*Work instructions*: Sift the listing for lines that hold the string "memory" and pull them out.

*Data section*:
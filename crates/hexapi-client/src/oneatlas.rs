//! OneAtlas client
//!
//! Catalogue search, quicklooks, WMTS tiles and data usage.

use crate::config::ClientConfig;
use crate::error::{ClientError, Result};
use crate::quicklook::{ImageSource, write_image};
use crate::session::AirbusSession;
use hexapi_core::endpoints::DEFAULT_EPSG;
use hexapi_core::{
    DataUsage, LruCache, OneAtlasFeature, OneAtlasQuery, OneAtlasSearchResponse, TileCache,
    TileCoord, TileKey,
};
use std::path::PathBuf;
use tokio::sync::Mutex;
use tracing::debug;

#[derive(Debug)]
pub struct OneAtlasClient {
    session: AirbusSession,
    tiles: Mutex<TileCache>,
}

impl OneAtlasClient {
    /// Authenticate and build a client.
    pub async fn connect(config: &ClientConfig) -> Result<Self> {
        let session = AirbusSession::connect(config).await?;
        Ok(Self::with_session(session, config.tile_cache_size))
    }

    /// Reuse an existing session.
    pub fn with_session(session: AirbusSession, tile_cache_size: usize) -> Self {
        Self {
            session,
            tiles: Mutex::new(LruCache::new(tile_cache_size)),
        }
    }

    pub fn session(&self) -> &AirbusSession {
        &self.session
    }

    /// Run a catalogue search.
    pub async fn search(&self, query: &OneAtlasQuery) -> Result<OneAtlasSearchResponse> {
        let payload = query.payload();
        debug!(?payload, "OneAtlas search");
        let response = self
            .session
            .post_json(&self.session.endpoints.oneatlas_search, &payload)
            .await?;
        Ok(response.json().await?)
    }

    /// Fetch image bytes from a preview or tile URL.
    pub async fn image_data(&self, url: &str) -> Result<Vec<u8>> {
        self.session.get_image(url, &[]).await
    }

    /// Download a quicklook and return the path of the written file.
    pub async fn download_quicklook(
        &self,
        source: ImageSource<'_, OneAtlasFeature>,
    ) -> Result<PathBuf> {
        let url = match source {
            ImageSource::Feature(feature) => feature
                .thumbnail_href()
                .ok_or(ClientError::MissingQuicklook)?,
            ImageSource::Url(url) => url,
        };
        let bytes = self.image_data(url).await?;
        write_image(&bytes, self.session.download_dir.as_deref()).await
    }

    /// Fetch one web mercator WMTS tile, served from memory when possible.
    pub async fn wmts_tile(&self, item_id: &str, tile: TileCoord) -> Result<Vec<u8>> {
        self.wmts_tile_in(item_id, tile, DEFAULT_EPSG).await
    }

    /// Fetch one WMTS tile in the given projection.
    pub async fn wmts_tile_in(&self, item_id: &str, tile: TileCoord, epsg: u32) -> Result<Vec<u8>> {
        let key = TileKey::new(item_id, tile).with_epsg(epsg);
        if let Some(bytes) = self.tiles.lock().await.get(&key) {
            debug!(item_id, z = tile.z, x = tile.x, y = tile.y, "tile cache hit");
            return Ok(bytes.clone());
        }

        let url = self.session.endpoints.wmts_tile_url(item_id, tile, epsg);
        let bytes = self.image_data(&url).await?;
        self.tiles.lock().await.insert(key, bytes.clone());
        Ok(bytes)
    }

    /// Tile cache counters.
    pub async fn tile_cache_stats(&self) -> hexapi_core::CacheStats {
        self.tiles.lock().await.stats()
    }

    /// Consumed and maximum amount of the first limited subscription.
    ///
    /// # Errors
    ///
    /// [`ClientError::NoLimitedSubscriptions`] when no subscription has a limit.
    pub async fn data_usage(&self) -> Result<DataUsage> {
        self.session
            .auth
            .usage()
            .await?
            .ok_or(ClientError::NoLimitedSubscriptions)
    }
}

...

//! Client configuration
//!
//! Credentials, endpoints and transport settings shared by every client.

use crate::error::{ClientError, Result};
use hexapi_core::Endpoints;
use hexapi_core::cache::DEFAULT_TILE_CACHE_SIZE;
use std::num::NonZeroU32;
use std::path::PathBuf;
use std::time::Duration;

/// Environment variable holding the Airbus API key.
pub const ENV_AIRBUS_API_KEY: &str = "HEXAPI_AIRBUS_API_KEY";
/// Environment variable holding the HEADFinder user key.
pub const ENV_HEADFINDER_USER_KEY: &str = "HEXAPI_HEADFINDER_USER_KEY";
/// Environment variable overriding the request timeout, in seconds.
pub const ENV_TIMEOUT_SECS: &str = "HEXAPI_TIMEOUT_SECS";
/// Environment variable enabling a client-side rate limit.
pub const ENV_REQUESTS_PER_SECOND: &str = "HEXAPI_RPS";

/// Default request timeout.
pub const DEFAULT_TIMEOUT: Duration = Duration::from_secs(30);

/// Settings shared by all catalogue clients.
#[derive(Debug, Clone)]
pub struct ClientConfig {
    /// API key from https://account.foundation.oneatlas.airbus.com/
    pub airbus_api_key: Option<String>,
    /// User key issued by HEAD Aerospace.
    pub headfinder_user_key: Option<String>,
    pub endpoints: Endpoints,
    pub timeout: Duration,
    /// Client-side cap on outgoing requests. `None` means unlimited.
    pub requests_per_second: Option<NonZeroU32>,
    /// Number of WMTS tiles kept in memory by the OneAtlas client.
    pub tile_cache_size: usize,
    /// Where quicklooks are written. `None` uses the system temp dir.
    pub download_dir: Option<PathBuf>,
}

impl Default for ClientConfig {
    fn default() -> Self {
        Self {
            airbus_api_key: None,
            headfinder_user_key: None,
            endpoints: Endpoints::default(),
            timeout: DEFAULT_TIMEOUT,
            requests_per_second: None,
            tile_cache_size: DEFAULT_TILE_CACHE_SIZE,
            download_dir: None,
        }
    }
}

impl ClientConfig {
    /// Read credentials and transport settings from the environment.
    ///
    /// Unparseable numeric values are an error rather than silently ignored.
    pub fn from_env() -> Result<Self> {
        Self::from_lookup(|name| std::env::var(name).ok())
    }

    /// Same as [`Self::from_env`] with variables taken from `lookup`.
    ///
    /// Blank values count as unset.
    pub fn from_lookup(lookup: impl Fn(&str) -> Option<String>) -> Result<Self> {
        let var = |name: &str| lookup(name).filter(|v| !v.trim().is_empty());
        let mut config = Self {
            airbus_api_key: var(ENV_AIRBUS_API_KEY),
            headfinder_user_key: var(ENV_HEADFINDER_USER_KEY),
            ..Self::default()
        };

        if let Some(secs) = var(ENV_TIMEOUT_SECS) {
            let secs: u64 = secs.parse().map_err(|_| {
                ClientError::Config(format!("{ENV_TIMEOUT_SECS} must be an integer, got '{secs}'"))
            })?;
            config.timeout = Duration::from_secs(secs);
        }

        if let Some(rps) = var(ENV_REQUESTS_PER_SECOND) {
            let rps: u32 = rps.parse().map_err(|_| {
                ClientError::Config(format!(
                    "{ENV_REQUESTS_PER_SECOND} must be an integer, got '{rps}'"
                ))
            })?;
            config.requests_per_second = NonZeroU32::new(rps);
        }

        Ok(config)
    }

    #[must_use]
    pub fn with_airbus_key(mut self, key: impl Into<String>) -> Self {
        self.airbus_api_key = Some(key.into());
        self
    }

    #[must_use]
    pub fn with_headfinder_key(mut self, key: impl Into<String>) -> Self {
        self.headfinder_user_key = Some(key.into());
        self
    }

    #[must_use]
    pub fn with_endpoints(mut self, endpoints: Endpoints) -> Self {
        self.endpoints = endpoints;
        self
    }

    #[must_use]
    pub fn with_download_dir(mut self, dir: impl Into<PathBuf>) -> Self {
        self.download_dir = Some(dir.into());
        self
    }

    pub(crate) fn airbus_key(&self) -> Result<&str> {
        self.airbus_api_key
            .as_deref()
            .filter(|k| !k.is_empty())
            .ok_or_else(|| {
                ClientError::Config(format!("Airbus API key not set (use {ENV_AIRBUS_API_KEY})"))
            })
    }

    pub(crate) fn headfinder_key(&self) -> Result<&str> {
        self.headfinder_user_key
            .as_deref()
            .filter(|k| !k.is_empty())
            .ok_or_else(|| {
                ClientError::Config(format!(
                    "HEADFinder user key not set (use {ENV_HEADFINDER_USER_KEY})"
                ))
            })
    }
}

*Answer to this exercise*:
    /// Fetch one web mercator WMTS tile, served from memory when possible.
    /// Number of WMTS tiles kept in memory by the OneAtlas client.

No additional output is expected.